→ Records for this exercise
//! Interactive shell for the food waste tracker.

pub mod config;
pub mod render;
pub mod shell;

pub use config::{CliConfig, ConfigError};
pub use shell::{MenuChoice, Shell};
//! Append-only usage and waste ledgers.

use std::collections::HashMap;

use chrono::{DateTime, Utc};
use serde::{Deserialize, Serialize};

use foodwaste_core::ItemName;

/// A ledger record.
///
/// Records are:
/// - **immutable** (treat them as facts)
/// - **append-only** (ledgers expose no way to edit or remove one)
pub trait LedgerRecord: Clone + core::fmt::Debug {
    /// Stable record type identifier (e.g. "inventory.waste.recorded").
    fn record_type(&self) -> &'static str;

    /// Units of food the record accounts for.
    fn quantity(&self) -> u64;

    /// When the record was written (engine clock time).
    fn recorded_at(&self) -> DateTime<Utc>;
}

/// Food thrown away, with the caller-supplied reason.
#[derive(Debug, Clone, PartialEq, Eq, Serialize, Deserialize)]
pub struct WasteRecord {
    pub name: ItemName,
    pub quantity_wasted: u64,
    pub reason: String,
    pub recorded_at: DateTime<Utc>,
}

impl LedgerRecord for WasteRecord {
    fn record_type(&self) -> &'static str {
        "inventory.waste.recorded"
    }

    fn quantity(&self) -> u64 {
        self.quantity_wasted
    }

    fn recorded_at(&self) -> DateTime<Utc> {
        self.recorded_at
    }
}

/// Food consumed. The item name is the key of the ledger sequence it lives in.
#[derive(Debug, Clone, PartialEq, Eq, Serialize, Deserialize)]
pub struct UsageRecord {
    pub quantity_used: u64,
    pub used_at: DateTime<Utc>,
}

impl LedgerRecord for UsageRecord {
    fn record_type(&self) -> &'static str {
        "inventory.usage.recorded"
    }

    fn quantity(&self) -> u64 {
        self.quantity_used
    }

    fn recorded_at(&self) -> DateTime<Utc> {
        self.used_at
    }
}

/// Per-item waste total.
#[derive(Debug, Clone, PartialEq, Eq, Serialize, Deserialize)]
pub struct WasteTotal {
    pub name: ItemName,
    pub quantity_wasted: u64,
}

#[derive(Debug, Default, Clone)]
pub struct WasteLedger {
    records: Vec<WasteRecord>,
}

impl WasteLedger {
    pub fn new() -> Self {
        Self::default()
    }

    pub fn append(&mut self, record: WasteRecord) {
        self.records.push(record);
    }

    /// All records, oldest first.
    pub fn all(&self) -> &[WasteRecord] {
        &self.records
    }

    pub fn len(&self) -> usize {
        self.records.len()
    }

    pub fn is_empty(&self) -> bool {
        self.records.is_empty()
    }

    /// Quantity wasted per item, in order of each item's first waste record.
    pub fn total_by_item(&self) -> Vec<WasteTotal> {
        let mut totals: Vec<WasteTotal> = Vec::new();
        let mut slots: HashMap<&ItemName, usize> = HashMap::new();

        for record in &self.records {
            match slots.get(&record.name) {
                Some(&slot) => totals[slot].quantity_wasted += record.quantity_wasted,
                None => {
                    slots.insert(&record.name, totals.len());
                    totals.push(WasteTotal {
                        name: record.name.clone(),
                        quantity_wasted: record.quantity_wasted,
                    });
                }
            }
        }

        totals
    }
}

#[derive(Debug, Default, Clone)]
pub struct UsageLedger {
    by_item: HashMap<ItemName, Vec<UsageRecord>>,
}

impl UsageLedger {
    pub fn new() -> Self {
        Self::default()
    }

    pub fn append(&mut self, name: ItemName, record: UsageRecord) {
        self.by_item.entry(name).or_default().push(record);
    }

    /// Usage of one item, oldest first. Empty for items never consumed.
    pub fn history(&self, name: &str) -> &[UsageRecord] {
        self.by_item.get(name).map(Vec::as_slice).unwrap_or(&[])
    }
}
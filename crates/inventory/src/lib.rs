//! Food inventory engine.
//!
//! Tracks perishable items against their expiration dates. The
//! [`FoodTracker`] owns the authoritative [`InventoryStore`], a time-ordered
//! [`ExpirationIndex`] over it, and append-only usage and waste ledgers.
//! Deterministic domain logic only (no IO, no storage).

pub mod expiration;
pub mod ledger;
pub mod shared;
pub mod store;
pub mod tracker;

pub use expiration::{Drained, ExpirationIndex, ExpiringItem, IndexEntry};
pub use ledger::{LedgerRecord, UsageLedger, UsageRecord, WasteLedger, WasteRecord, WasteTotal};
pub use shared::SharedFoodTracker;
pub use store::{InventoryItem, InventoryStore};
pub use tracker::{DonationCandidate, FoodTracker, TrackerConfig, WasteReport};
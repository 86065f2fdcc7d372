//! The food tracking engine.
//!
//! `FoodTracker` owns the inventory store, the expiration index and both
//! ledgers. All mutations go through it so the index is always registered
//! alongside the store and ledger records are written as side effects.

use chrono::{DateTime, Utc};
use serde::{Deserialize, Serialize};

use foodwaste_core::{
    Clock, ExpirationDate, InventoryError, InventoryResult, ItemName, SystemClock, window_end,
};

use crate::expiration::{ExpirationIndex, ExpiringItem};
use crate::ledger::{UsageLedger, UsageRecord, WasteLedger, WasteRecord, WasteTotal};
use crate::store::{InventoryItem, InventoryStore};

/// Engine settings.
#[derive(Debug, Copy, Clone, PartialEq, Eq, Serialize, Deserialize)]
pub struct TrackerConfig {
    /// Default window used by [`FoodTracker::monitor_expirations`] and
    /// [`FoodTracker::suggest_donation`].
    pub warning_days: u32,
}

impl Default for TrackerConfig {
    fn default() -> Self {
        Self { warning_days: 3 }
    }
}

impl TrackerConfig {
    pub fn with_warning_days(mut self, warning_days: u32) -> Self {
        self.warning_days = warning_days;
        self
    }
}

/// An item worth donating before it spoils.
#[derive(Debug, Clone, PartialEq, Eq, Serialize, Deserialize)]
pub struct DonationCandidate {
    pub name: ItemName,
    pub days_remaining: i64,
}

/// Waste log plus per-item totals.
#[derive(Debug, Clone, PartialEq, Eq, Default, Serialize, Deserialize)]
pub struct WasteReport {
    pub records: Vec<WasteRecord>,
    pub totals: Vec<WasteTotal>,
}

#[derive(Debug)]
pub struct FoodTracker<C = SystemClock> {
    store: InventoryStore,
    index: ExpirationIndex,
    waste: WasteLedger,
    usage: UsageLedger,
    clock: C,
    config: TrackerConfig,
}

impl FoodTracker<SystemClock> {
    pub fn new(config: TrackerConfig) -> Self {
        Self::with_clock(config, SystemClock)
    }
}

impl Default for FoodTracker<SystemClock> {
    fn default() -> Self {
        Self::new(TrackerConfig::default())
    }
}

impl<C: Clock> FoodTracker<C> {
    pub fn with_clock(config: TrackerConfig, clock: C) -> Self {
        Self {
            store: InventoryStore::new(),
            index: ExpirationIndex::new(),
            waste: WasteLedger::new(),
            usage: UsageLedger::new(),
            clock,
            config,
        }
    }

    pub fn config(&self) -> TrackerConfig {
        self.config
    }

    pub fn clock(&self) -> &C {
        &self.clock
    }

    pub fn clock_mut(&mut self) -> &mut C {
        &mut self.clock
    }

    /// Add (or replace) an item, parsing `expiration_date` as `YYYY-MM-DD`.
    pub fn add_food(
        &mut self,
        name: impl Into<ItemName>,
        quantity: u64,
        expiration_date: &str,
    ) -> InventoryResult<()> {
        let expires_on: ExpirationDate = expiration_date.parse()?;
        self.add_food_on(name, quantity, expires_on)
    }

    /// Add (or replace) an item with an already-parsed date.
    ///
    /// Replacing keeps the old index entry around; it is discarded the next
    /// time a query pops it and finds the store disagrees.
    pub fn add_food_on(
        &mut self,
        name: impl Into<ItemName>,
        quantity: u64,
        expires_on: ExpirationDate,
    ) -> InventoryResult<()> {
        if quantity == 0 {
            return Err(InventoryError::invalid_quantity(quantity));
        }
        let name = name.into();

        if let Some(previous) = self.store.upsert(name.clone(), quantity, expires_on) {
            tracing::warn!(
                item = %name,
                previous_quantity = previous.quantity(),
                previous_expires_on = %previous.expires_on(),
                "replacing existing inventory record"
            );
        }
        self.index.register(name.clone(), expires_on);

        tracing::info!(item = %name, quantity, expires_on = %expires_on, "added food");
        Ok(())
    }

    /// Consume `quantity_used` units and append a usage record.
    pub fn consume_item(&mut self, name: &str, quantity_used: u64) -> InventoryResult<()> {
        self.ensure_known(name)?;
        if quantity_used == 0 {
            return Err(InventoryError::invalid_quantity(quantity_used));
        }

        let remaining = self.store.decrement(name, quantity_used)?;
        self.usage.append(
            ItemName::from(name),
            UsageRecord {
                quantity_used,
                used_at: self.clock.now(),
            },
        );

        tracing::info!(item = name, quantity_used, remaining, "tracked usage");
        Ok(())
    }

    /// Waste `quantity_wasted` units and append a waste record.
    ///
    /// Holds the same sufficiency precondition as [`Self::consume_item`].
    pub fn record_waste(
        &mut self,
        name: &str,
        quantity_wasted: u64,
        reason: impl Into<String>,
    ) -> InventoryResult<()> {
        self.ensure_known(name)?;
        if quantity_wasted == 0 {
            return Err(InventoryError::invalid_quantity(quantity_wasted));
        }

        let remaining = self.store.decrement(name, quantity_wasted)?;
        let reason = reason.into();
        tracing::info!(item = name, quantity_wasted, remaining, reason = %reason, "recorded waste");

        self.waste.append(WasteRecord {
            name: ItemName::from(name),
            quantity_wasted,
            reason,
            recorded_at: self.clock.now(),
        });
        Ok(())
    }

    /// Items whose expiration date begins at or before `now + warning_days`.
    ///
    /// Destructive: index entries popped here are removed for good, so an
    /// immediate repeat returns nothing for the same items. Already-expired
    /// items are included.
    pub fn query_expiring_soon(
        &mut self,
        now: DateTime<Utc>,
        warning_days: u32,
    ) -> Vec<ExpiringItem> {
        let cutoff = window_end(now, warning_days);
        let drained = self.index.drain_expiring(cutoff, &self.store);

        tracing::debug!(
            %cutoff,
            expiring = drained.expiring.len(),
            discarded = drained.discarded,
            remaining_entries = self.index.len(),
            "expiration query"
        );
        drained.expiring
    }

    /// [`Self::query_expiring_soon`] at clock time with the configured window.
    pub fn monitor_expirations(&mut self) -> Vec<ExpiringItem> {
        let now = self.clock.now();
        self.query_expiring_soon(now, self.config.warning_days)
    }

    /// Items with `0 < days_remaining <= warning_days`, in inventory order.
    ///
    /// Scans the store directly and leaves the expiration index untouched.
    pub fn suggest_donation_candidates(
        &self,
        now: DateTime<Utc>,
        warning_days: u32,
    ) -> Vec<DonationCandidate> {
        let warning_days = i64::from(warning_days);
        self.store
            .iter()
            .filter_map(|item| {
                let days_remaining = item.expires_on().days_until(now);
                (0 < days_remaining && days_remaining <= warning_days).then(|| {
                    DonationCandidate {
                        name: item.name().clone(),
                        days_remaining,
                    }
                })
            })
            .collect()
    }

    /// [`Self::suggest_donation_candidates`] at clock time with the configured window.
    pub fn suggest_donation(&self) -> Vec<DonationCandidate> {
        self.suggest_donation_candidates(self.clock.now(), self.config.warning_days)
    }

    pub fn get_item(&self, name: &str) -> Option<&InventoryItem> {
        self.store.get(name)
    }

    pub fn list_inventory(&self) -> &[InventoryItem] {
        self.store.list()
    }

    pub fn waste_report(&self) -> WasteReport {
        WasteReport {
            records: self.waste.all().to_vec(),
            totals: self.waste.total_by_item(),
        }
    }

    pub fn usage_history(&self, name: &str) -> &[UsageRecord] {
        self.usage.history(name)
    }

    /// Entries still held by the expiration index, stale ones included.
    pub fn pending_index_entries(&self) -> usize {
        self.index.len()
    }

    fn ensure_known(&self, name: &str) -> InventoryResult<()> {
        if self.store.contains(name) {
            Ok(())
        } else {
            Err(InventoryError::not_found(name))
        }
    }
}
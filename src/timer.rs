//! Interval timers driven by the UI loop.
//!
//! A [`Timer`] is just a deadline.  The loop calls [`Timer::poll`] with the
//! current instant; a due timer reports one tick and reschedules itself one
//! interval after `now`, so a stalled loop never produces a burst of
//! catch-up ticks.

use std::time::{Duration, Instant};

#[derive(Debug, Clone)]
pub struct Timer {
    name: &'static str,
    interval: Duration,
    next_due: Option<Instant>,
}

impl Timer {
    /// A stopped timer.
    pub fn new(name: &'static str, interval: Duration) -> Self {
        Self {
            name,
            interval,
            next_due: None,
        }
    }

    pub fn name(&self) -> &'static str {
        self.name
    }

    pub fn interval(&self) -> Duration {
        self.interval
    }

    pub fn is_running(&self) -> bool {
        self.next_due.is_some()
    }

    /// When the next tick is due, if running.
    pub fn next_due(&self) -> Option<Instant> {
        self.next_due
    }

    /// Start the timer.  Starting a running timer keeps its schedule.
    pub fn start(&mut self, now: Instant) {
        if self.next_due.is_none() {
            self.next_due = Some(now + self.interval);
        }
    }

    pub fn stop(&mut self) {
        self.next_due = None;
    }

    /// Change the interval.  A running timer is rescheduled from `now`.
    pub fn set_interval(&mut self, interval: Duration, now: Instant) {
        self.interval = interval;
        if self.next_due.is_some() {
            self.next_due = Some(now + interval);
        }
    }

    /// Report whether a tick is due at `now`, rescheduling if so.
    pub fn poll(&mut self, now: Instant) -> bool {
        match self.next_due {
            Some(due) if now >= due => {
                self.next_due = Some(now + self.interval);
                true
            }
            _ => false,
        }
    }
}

→ To do
Go through the material and copy every line in which the word "InventoryItem" occurs.

→ Result of this task
pub use store::{InventoryItem, InventoryStore};
use crate::store::{InventoryItem, InventoryStore};
    pub fn get_item(&self, name: &str) -> Option<&InventoryItem> {
    pub fn list_inventory(&self) -> &[InventoryItem] {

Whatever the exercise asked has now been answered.